Arthurs Fassungslosigkeit stand ihm ins Gesicht geschrieben: „Du bist noch rausgegangen, weil Du angeblich frische Luft brauchtest. Ich erinnere mich wieder. Du kamst zurück und sagtest: alles wird gut. Wir hatten uns versprochen, Harry nicht zu bedrängen.“ Percy fand seine Sprache zuerst wieder: „Wovon redet Ihr da?“ Molly strahlte unerwartete Härte aus: „Davon das Euer Vater nicht bereit war, Potter darum zu bitten den Trank zu nehmen. Damit Fred und die anderen nicht sterben müssen, habe ich es eben getan.“
Sie widerte ihn plötzlich an. Die Frau, die Arthur Weasley schon immer geliebt hatte, verwandelte sich beinahe in eine Harpyie. Er redete ruhig und klar. „Wir hatten eine Zukunftskugel aus der Mysterienabteilung. Es handelt sich um ein sehr mächtiges Artefakt, obwohl sie eher unscheinbar wirkt. Diese Kugel zeigt eine Version möglicher Folgen einer Entscheidung. Kingsley brachte sie mit. Wir haben hinein gesehen. Es war entsetzlich. Wir sahen einen Sieg von Harry über Voldemort und den Preis dafür. Du, Fred, Remus, Tonks, Colin, Dobby, Mad-Eye, Albus, Severus – alle wären gestorben. Molly und ich verabredeten, Harry nicht zu bedrängen den Trank zu nehmen. Er sollte selbst und freu wählen können. Offensichtlich hat Eure Mutter sich nicht daran gehalten.“ Schneidend sagte Molly: „Ja. Ich habe Fred beschützt. Ich würde es immer wieder tun. In jener Nacht haben Hermine und Ron ihm gesagt, er müsse es nicht tun. Ich hörte sie diskutieren. Er sagte, er könne nicht auf Liebe verzichten. Liebe wäre das Wichtigste. Da habe ich auf ihn gewartet. Ihn abgepasst, als er auf´ s Klo wollte. Ich habe ihn gebeten, sich zu überlegen, ob er wirklich mit Freds Tod leben könne. Er war immer noch wankelmütig, obwohl King ihm die Kugel gegeben hatte. Also schickte ich ihn zu Euch ins Zimmer. Er solle lieber schon mal Abschied nehmen. Es funktionierte tadellos. Er oder Fred. Fred ist unser Kind. Er war ein Fremder. “
Die Zwillinge standen wortlos auf und gingen zur Tür. „Wartet bitte,“ sagte Percy tonlos, wie sein Vater. Sie blieben im Türrahmen stehen. „Ich komme mit. Hier kann ich im Moment nicht bleiben.“ Sie nickten synchron und nahmen ihn mit.

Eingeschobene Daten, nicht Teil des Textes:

//! Geocoding providers: Yahoo! Maps, Google Maps and GeoNames.
//!
//! Every provider speaks plain HTTP GET with query-string parameters and
//! answers in XML. They differ in endpoint, parameter names, whether an API
//! key is sent, and where the coordinates live in the response.

use super::types::{parse_number, Coordinates, FetchError, XmlResponse};
use serde::{Deserialize, Serialize};
use std::fmt;
use std::str::FromStr;

/// A third-party geocoding service.
#[derive(Debug, Clone, Copy, PartialEq, Eq, Hash, Default, Serialize, Deserialize)]
#[serde(rename_all = "lowercase")]
pub enum Provider {
    /// Yahoo! Maps. Needs a `yahoo` key.
    Yahoo,
    /// Google Maps. Needs a `google` key.
    Google,
    /// GeoNames. Works without a key.
    #[default]
    GeoNames,
}

impl Provider {
    pub const ALL: [Provider; 3] = [Provider::Yahoo, Provider::Google, Provider::GeoNames];

    /// Name used in configuration and the `GEOCODING_KEYS`-style key table.
    pub fn short_name(self) -> &'static str {
        match self {
            Self::Yahoo => "yahoo",
            Self::Google => "google",
            Self::GeoNames => "geonames",
        }
    }

    pub fn from_short_name(name: &str) -> Option<Self> {
        Self::ALL
            .into_iter()
            .find(|p| p.short_name().eq_ignore_ascii_case(name.trim()))
    }

    pub fn endpoint(self) -> &'static str {
        match self {
            Self::Yahoo => "http://local.yahooapis.com/MapsService/V1/geocode",
            Self::Google => "http://maps.google.com/maps/geo",
            Self::GeoNames => "http://api.geonames.org/search",
        }
    }

    /// Query parameter carrying the API key. GeoNames calls it `username`.
    pub fn key_param(self) -> &'static str {
        match self {
            Self::Yahoo => "appid",
            Self::Google => "key",
            Self::GeoNames => "username",
        }
    }

    /// Query parameter carrying the place name.
    pub fn query_param(self) -> &'static str {
        match self {
            Self::Yahoo => "location",
            Self::Google | Self::GeoNames => "q",
        }
    }

    /// Fixed extra arguments sent with every request.
    pub fn default_args(self) -> &'static [(&'static str, &'static str)] {
        match self {
            Self::Yahoo => &[],
            Self::Google => &[("output", "xml")],
            Self::GeoNames => &[("maxRows", "1")],
        }
    }

    /// Pull the coordinates out of a parsed response.
    pub fn extract(self, response: &XmlResponse) -> Result<Coordinates, FetchError> {
        match self {
            Self::Yahoo => extract_yahoo(response),
            Self::Google => extract_google(response),
            Self::GeoNames => extract_geonames(response),
        }
    }
}

impl fmt::Display for Provider {
    fn fmt(&self, f: &mut fmt::Formatter<'_>) -> fmt::Result {
        f.write_str(self.short_name())
    }
}

impl FromStr for Provider {
    type Err = String;

    fn from_str(s: &str) -> Result<Self, Self::Err> {
        Self::from_short_name(s).ok_or_else(|| {
            format!(
                "Unknown geocoder '{}'. Use one of: yahoo, google, geonames.",
                s
            )
        })
    }
}

// ─── Yahoo! ─────────────────────────────────────────────────────

/// Map a Yahoo! `precision` attribute onto the 0–9 accuracy scale.
pub fn yahoo_precision_to_granularity(precision: &str) -> Option<u8> {
    let level = match precision.to_lowercase().as_str() {
        "country" => 1,
        "state" => 2,
        "city" => 4,
        "zip" | "zip+2" | "zip+4" => 5,
        "street" => 6,
        "address" => 8,
        _ => return None,
    };
    Some(level)
}

fn extract_yahoo(response: &XmlResponse) -> Result<Coordinates, FetchError> {
    let latitude = response.number("latitude")?;
    let longitude = response.number("longitude")?;
    let result = response.element("result")?;
    let precision = result
        .attr("precision")
        .ok_or_else(|| FetchError::MissingAttribute {
            element: "result".into(),
            attr: "precision".into(),
        })?;
    let granularity = yahoo_precision_to_granularity(precision)
        .ok_or_else(|| FetchError::UnknownPrecision(precision.to_string()))?;

    Ok(Coordinates::try_new(latitude, longitude)?.with_granularity(granularity))
}

// ─── Google ─────────────────────────────────────────────────────

const GOOGLE_STATUS_OK: &str = "200";

fn extract_google(response: &XmlResponse) -> Result<Coordinates, FetchError> {
    if let Ok(code) = response.text("code") {
        if code != GOOGLE_STATUS_OK {
            return Err(FetchError::Status(code.to_string()));
        }
    }

    // KML order: longitude,latitude[,altitude]
    let raw = response.text("coordinates")?;
    let parts: Vec<&str> = raw.split(',').map(str::trim).collect();
    if parts.len() < 2 {
        return Err(FetchError::InvalidNumber {
            field: "coordinates".into(),
            value: raw.to_string(),
        });
    }
    let longitude = parse_number("coordinates", parts[0])?;
    let latitude = parse_number("coordinates", parts[1])?;
    let elevation = match parts.get(2) {
        Some(v) if !v.is_empty() => parse_number("coordinates", v)?,
        _ => 0.0,
    };

    let granularity = response
        .element("addressdetails")
        .ok()
        .and_then(|el| el.attr("Accuracy").or_else(|| el.attr("accuracy")))
        .and_then(|a| a.parse::<u8>().ok())
        .unwrap_or(0);

    Ok(Coordinates::try_new(latitude, longitude)?
        .with_elevation(elevation)
        .with_granularity(granularity))
}

// ─── GeoNames ───────────────────────────────────────────────────

fn extract_geonames(response: &XmlResponse) -> Result<Coordinates, FetchError> {
    // GeoNames reports errors as <status message=".." value=".."/>
    if let Ok(status) = response.element("status") {
        let message = status.attr("message").unwrap_or("unknown error");
        return Err(FetchError::Status(message.to_string()));
    }
    Coordinates::try_new(response.number("lat")?, response.number("lng")?)
}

Das Ehepaar Weasley schwieg sich lange Zeit an. Er konnte es nicht verstehen, dass sie diesen Jungen gedrängt. Harry Potter war doch auch ihr Kind. Das Kind von James und Lily, das ohne Eltern aufwachsen musste. Jemand hätte ihn beschützen müssen. Arthus glaubte in seinem eigenen Haus zu ersticken. Er zog sich seinen Umhang an. Dann ging er in die Nacht hinaus und weinte lautlos. Molly Weasley weinte auch. Sie zahlte den Preis. Er war hoch, aber Fred lebte. Sie war seine Mutter. Ihre Kinder lebten. Das war letztlich alles, was zählte.